Records from a dataset:
====

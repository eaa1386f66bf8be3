//! Per material kind conversion into glTF metallic-roughness materials.

use futures::future::try_join_all;
use glam::Vec3;

use super::{registry::sampler_for, MaterialExporter};
use crate::{
    color::{fuzzy_equals, solve_roughness_from_specular_power, to_linear, EPSILON},
    convert::{
        convert_specular_glossiness, convert_specular_glossiness_textures, MetallicRoughness,
        SpecularGlossiness,
    },
    error::{ExportError, Result},
    file_formats::gltf_schema::{
        AlphaMode, Material, NormalTextureInfo, OcclusionTextureInfo, PbrMetallicRoughness,
        TextureInfo,
    },
    material::{
        AlphaBlendMode, MaterialBase, PbrMetallicRoughnessMaterial, PbrSpecularGlossinessMaterial,
        SourceMaterial, StandardMaterial,
    },
    texture::TextureId,
};

const HOOK_CONTEXT: &str = "exportMaterial";

/// Where an exported texture ends up on the material.
#[derive(Debug, Clone, Copy)]
enum Slot {
    BaseColor,
    MetallicRoughness,
    Normal,
    Occlusion { strength: Option<f32> },
    Emissive,
}

pub(super) async fn convert_material(
    exporter: &MaterialExporter<'_>,
    source: &SourceMaterial,
) -> Result<Material> {
    let mut material = match source {
        SourceMaterial::Standard(m) => convert_standard(exporter, m).await?,
        SourceMaterial::PbrMetallicRoughness(m) => {
            convert_pbr_metallic_roughness(exporter, m).await?
        }
        SourceMaterial::PbrSpecularGlossiness(m) => {
            convert_pbr_specular_glossiness(exporter, m).await?
        }
    };
    set_alpha_mode(&mut material, source);
    finish_material(exporter, material, source).await
}

fn set_alpha_mode(material: &mut Material, source: &SourceMaterial) {
    if source.has_unsupported_blending() {
        return;
    }
    if source.needs_alpha_blending() {
        material.alpha_mode = Some(AlphaMode::Blend);
    } else if source.needs_alpha_testing() {
        material.alpha_mode = Some(AlphaMode::Mask);
        material.alpha_cutoff = Some(source.base().alpha_cutoff);
    }
}

fn set_double_sided(material: &mut Material, base: &MaterialBase, double_sided: bool) {
    if !base.back_face_culling {
        if !base.two_sided_lighting {
            log::warn!(
                "{}: back-face culling disabled without two-sided lighting is not supported in glTF",
                base.name
            );
        }
        material.double_sided = Some(true);
    } else if double_sided {
        material.double_sided = Some(true);
    }
}

fn set_emissive_color(material: &mut Material, emissive: Vec3) {
    if !fuzzy_equals(emissive, Vec3::ZERO, EPSILON) {
        material.emissive_factor = Some(emissive.to_array());
    }
}

/// Exports every slot's texture concurrently and attaches the ones that made it.
async fn attach_textures(
    exporter: &MaterialExporter<'_>,
    material: &mut Material,
    slots: Vec<(Slot, Option<TextureId>)>,
) -> Result<()> {
    if !exporter.options().has_texture_coords {
        return Ok(());
    }

    let mime_type = exporter.options().mime_type;
    let tasks = slots
        .into_iter()
        .filter_map(|(slot, id)| id.map(|id| (slot, id)))
        .map(|(slot, id)| async move {
            let info = exporter.export_texture(id, mime_type).await?;
            Ok::<_, ExportError>((slot, id, info))
        });
    let exported = try_join_all(tasks).await?;

    for (slot, id, info) in exported {
        let Some(info) = info else {
            continue;
        };
        apply_slot(exporter, material, slot, id, info);
    }
    Ok(())
}

fn apply_slot(
    exporter: &MaterialExporter<'_>,
    material: &mut Material,
    slot: Slot,
    id: TextureId,
    info: TextureInfo,
) {
    match slot {
        Slot::BaseColor => {
            material
                .pbr_metallic_roughness
                .get_or_insert_with(Default::default)
                .base_color_texture = Some(info);
        }
        Slot::MetallicRoughness => {
            material
                .pbr_metallic_roughness
                .get_or_insert_with(Default::default)
                .metallic_roughness_texture = Some(info);
        }
        Slot::Normal => {
            let level = exporter.textures().get(id).map_or(1.0, |t| t.level);
            material.normal_texture = Some(NormalTextureInfo {
                index: info.index,
                tex_coord: info.tex_coord,
                scale: (level != 1.0).then_some(level),
            });
        }
        Slot::Occlusion { strength } => {
            material.occlusion_texture = Some(OcclusionTextureInfo {
                index: info.index,
                tex_coord: info.tex_coord,
                strength,
            });
        }
        Slot::Emissive => material.emissive_texture = Some(info),
    }
}

async fn convert_standard(
    exporter: &MaterialExporter<'_>,
    source: &StandardMaterial,
) -> Result<Material> {
    let base = &source.base;
    let mut material = Material::named(&base.name);

    let diffuse = to_linear(source.diffuse_color) * 0.5;
    material.pbr_metallic_roughness = Some(PbrMetallicRoughness {
        base_color_factor: Some(diffuse.extend(base.alpha).to_array()),
        metallic_factor: Some(0.0),
        roughness_factor: Some(solve_roughness_from_specular_power(source.specular_power)),
        ..Default::default()
    });
    set_double_sided(&mut material, base, false);

    if exporter.options().has_texture_coords && source.emissive_texture.is_some() {
        material.emissive_factor = Some([1.0, 1.0, 1.0]);
    }

    if (base.alpha < 1.0 || source.opacity_texture.is_some())
        && base.alpha_blend_mode != AlphaBlendMode::Combine
    {
        log::warn!(
            "{}: glTF 2.0 does not support alpha blend mode {:?}",
            base.name,
            base.alpha_blend_mode
        );
    }
    set_emissive_color(&mut material, source.emissive_color);

    attach_textures(
        exporter,
        &mut material,
        vec![
            (Slot::BaseColor, source.diffuse_texture),
            (Slot::Normal, source.bump_texture),
            (Slot::Emissive, source.emissive_texture),
            (Slot::Occlusion { strength: Some(1.0) }, source.ambient_texture),
        ],
    )
    .await?;

    Ok(material)
}

async fn convert_pbr_metallic_roughness(
    exporter: &MaterialExporter<'_>,
    source: &PbrMetallicRoughnessMaterial,
) -> Result<Material> {
    let base = &source.base;
    let mut material = Material::named(&base.name);

    let white_and_opaque =
        fuzzy_equals(source.base_color, Vec3::ONE, EPSILON) && base.alpha == 1.0;
    material.pbr_metallic_roughness = Some(PbrMetallicRoughness {
        base_color_factor: (!white_and_opaque).then(|| source.base_color.extend(base.alpha).to_array()),
        metallic_factor: source.metallic.filter(|m| *m != 1.0),
        roughness_factor: source.roughness.filter(|r| *r != 1.0),
        ..Default::default()
    });
    set_double_sided(&mut material, base, source.double_sided);
    set_emissive_color(&mut material, source.emissive_color);

    attach_textures(
        exporter,
        &mut material,
        vec![
            (Slot::BaseColor, source.base_texture),
            (Slot::MetallicRoughness, source.metallic_roughness_texture),
            (Slot::Normal, source.normal_texture),
            (
                Slot::Occlusion {
                    strength: source.occlusion_strength,
                },
                source.occlusion_texture,
            ),
            (Slot::Emissive, source.emissive_texture),
        ],
    )
    .await?;

    Ok(material)
}

async fn convert_pbr_specular_glossiness(
    exporter: &MaterialExporter<'_>,
    source: &PbrSpecularGlossinessMaterial,
) -> Result<Material> {
    let base = &source.base;
    if source.reflectivity_texture.is_some() && !source.use_micro_surface_from_reflectivity_map_alpha {
        return Err(ExportError::UnsupportedMaterial(format!(
            "{}: glossiness values not stored in the reflectivity texture alpha are not supported",
            base.name
        )));
    }

    let mut material = Material::named(&base.name);
    let mut pbr = PbrMetallicRoughness::default();
    let factors = SpecularGlossiness {
        diffuse: source.albedo_color,
        specular: source.reflectivity_color,
        glossiness: source.micro_surface,
    };

    let has_textures = source.albedo_texture.is_some() || source.reflectivity_texture.is_some();
    let metallic_roughness = if has_textures && exporter.options().has_texture_coords {
        convert_texture_pair(exporter, source, &factors, &mut pbr).await?
    } else {
        convert_specular_glossiness(&factors)
    };

    let white_and_opaque =
        fuzzy_equals(metallic_roughness.base_color, Vec3::ONE, EPSILON) && base.alpha == 1.0;
    if !white_and_opaque {
        pbr.base_color_factor = Some(metallic_roughness.base_color.extend(base.alpha).to_array());
    }
    pbr.metallic_factor = Some(metallic_roughness.metallic).filter(|m| *m != 1.0);
    pbr.roughness_factor = Some(metallic_roughness.roughness).filter(|r| *r != 1.0);
    material.pbr_metallic_roughness = Some(pbr);

    set_double_sided(&mut material, base, false);
    set_emissive_color(&mut material, source.emissive_color);

    attach_textures(
        exporter,
        &mut material,
        vec![
            (Slot::Normal, source.bump_texture),
            (
                Slot::Occlusion {
                    strength: (source.ambient_texture_strength != 0.0)
                        .then_some(source.ambient_texture_strength),
                },
                source.ambient_texture,
            ),
            (Slot::Emissive, source.emissive_texture),
        ],
    )
    .await?;

    Ok(material)
}

/// Converts the albedo / reflectivity pair and registers the generated textures.
async fn convert_texture_pair(
    exporter: &MaterialExporter<'_>,
    source: &PbrSpecularGlossinessMaterial,
    factors: &SpecularGlossiness,
    pbr: &mut PbrMetallicRoughness,
) -> Result<MetallicRoughness> {
    let albedo = source
        .albedo_texture
        .map(|id| exporter.source_texture(id))
        .transpose()?;
    let reflectivity = source
        .reflectivity_texture
        .map(|id| exporter.source_texture(id))
        .transpose()?;

    let options = exporter.options();
    let converted = convert_specular_glossiness_textures(
        albedo,
        reflectivity,
        factors,
        options.mime_type,
        options.jpeg_quality,
    )
    .await?;

    let mut state = exporter.state().lock().await;
    let sampler = albedo.map(sampler_for);
    if let Some(image) = converted.base_color_image {
        let sampler = sampler.map(|s| state.sampler_index(s));
        let name = format!("baseColorTexture_{}", state.textures.len());
        let tex_coord = albedo.map_or(0, |t| t.coordinates_index);
        pbr.base_color_texture =
            Some(state.add_texture(&name, image, sampler, tex_coord, options.embed_images));
    }
    if let Some(image) = converted.metallic_roughness_image {
        let sampler = sampler.map(|s| state.sampler_index(s));
        let name = format!("metallicRoughnessTexture_{}", state.textures.len());
        let tex_coord = reflectivity.map_or(0, |t| t.coordinates_index);
        pbr.metallic_roughness_texture =
            Some(state.add_texture(&name, image, sampler, tex_coord, options.embed_images));
    }

    Ok(converted.factors)
}

/// Runs the extension hooks once the material's own textures are exported.
async fn finish_material(
    exporter: &MaterialExporter<'_>,
    mut material: Material,
    source: &SourceMaterial,
) -> Result<Material> {
    let additional: Vec<TextureId> = exporter
        .extensions()
        .iter()
        .flat_map(|ext| {
            ext.post_export_material_additional_textures(HOOK_CONTEXT, &material, source)
        })
        .collect();

    let mime_type = exporter.options().mime_type;
    try_join_all(
        additional
            .into_iter()
            .map(|id| exporter.export_texture(id, mime_type)),
    )
    .await?;

    for ext in exporter.extensions() {
        ext.post_export_material(HOOK_CONTEXT, exporter, &mut material, source)
            .await?;
    }
    Ok(material)
}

====

_TASK REQUIREMENTS_
Copy the records above faithfully. Begin at their first line, end at the line containing "const HOOK_CONTEXT: &str", and include nothing else.

_EXPECTED ANSWER_
repository eaa1386f66bf8be3
//! Per material kind conversion into glTF metallic-roughness materials.

use futures::future::try_join_all;
use glam::Vec3;

use super::{registry::sampler_for, MaterialExporter};
use crate::{
    color::{fuzzy_equals, solve_roughness_from_specular_power, to_linear, EPSILON},
    convert::{
        convert_specular_glossiness, convert_specular_glossiness_textures, MetallicRoughness,
        SpecularGlossiness,
    },
    error::{ExportError, Result},
    file_formats::gltf_schema::{
        AlphaMode, Material, NormalTextureInfo, OcclusionTextureInfo, PbrMetallicRoughness,
        TextureInfo,
    },
    material::{
        AlphaBlendMode, MaterialBase, PbrMetallicRoughnessMaterial, PbrSpecularGlossinessMaterial,
        SourceMaterial, StandardMaterial,
    },
    texture::TextureId,
};

const HOOK_CONTEXT: &str = "exportMaterial";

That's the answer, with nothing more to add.